**Work instructions**
Please report how many lines of the data include the word "NaiveDateTime", with the number as the entire reply.

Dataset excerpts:
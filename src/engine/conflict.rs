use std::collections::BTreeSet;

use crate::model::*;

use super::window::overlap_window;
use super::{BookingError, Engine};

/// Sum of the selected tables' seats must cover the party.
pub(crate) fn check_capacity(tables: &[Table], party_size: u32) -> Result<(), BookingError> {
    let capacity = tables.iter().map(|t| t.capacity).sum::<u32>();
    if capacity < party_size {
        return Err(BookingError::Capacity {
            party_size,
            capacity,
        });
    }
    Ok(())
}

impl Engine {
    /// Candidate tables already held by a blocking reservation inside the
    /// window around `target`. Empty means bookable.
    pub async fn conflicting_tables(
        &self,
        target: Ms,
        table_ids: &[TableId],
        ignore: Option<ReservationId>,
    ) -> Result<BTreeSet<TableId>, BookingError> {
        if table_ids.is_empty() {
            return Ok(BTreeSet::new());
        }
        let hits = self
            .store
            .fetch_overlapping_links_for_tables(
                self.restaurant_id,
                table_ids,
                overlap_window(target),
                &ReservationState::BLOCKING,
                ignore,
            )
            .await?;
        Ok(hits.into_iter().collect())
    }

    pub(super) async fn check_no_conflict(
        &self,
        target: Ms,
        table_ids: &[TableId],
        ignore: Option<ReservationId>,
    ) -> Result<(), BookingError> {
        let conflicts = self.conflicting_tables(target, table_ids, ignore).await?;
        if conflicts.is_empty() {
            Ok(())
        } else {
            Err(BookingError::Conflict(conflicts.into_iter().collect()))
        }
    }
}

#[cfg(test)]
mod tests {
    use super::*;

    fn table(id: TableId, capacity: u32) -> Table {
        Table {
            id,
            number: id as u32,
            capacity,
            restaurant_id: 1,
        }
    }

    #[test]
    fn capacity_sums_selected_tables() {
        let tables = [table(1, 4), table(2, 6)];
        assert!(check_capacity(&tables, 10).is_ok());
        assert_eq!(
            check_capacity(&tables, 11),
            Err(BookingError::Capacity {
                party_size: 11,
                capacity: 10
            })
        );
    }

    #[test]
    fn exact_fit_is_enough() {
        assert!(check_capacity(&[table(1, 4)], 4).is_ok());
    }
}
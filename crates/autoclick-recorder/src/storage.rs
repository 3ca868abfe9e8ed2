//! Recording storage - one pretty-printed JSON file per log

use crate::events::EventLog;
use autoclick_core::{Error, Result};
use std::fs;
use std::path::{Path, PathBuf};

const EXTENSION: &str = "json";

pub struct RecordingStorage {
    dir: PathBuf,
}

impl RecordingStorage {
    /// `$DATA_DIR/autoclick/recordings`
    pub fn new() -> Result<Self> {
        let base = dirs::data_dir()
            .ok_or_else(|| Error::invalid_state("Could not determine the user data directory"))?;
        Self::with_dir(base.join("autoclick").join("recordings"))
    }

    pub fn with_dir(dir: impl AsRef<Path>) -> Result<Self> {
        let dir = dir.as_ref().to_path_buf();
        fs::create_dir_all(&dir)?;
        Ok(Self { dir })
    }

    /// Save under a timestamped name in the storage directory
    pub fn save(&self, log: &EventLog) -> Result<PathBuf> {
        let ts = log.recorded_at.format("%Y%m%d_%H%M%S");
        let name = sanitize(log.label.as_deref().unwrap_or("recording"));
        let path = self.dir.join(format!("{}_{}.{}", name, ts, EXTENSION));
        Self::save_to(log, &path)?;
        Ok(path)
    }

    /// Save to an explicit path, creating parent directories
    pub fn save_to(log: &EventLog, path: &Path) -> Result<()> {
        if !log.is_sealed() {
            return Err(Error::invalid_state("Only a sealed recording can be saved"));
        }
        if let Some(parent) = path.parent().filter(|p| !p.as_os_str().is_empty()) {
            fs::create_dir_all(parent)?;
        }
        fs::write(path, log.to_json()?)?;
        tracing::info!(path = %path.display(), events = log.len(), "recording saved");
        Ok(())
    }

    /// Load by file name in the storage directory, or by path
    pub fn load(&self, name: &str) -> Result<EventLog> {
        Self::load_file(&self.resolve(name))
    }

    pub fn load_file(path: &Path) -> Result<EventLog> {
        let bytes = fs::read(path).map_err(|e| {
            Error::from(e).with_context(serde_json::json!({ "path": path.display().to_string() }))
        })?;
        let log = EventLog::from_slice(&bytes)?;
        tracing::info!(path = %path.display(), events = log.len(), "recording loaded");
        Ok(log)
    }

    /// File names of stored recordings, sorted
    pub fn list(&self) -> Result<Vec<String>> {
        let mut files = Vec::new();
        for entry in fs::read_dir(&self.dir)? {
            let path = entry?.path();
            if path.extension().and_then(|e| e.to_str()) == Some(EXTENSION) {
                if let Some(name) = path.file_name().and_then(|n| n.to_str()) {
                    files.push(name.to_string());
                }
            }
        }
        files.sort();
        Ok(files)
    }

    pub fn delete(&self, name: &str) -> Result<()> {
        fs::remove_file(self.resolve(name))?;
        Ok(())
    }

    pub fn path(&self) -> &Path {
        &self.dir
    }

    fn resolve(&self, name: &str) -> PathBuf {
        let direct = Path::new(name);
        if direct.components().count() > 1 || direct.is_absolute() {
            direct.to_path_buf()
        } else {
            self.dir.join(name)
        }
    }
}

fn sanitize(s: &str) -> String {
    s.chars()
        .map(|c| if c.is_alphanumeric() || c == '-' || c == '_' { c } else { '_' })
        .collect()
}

--

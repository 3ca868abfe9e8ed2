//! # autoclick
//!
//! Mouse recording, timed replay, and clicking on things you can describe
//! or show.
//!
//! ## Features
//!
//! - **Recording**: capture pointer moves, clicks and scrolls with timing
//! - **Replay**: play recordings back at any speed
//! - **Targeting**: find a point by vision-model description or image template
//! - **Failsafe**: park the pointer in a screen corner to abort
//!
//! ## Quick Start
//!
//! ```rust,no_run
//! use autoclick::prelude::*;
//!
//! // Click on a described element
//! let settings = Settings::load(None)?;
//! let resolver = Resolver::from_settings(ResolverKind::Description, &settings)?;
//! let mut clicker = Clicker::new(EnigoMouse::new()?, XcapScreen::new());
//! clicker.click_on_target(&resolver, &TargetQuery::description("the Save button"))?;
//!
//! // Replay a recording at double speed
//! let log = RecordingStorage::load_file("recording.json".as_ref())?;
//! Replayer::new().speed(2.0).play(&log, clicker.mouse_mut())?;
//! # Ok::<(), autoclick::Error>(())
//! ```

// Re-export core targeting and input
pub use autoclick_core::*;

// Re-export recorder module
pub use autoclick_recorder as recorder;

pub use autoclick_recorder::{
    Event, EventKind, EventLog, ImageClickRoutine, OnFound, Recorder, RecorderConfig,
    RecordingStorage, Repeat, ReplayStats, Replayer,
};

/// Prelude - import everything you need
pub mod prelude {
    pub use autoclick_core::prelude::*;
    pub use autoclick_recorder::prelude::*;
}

---

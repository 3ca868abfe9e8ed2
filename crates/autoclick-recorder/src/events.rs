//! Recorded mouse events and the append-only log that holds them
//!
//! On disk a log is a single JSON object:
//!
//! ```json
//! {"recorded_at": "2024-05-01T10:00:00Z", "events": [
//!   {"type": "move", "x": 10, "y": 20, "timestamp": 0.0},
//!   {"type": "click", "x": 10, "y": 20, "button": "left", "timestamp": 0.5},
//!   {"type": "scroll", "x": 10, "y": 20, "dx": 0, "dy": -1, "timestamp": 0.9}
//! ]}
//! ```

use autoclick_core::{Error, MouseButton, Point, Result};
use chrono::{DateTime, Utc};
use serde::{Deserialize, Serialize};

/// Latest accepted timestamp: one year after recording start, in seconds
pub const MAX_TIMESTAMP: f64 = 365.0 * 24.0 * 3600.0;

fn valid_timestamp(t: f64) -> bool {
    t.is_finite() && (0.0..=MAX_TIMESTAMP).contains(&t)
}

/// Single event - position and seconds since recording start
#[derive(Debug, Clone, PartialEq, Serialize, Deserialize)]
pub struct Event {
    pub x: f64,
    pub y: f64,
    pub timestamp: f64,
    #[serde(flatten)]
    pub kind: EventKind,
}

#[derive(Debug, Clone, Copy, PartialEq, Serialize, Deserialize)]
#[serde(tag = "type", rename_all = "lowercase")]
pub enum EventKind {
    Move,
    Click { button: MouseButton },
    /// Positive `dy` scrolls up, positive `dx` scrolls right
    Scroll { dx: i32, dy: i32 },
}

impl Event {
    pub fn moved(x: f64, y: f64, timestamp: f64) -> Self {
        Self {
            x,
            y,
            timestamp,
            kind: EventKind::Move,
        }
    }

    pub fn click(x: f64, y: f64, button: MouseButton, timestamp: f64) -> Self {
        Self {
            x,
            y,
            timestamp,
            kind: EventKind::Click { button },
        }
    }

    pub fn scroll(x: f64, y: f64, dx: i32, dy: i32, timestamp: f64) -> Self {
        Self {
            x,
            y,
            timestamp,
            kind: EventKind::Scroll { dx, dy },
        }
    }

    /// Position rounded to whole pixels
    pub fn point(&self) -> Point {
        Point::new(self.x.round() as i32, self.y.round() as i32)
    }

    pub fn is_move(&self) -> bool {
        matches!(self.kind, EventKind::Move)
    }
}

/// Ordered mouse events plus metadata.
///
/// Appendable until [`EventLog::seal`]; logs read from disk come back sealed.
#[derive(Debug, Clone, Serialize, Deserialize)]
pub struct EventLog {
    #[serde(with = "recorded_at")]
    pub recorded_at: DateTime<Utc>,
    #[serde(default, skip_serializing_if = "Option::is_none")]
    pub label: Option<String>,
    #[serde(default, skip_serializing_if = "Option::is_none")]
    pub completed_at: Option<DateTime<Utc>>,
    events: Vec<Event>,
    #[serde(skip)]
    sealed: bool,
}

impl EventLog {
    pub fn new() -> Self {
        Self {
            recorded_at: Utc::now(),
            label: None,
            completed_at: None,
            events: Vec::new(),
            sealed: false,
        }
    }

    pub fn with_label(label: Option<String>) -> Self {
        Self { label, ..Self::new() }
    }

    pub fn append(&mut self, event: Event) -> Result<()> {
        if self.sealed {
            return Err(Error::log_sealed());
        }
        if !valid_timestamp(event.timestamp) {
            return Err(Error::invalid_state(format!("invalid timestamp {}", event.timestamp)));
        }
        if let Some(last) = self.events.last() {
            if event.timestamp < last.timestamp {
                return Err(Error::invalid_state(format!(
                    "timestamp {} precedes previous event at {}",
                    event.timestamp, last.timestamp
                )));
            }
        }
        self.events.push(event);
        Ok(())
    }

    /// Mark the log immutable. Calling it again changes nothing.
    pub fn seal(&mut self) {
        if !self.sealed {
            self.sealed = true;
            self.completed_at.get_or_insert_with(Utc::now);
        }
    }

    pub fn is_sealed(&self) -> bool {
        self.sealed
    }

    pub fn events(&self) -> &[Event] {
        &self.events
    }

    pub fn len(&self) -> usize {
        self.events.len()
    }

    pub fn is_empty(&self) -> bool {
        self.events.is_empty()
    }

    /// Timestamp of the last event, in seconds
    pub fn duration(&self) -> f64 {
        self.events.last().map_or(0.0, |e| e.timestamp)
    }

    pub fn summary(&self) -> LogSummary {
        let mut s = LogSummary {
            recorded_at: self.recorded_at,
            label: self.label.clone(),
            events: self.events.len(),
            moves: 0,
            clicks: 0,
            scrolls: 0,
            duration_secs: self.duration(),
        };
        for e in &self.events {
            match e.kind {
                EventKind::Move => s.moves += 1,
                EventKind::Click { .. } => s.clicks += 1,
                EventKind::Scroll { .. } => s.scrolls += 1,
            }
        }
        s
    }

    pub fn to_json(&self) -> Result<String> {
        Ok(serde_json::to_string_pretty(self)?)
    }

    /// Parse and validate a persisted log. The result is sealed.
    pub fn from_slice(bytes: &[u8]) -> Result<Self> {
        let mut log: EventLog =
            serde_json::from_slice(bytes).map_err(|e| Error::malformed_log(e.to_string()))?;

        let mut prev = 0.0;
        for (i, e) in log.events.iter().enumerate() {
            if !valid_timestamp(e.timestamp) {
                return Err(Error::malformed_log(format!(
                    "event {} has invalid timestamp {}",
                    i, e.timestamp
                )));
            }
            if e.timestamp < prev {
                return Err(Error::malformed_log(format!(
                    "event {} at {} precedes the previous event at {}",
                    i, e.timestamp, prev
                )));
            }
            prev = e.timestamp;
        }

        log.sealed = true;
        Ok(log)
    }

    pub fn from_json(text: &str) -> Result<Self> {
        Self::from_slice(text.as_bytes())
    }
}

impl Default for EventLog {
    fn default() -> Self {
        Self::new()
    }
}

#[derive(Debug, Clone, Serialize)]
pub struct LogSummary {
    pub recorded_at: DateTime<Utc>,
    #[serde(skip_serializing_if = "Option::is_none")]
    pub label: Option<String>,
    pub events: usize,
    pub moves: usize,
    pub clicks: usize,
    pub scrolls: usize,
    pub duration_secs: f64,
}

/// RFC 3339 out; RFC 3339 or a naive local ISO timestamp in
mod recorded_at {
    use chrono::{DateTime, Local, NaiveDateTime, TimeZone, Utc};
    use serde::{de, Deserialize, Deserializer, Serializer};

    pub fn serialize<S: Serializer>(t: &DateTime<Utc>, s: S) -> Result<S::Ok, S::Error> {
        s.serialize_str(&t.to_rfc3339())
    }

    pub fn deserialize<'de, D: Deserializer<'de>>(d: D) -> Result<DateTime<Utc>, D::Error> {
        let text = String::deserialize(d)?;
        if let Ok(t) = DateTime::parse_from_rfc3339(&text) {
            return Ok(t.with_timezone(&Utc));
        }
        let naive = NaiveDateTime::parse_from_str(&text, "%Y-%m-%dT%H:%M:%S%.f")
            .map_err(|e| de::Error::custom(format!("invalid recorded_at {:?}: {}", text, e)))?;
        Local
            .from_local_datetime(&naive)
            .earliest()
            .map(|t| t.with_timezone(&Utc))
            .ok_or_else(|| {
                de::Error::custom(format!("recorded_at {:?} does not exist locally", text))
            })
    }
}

**Task response**
2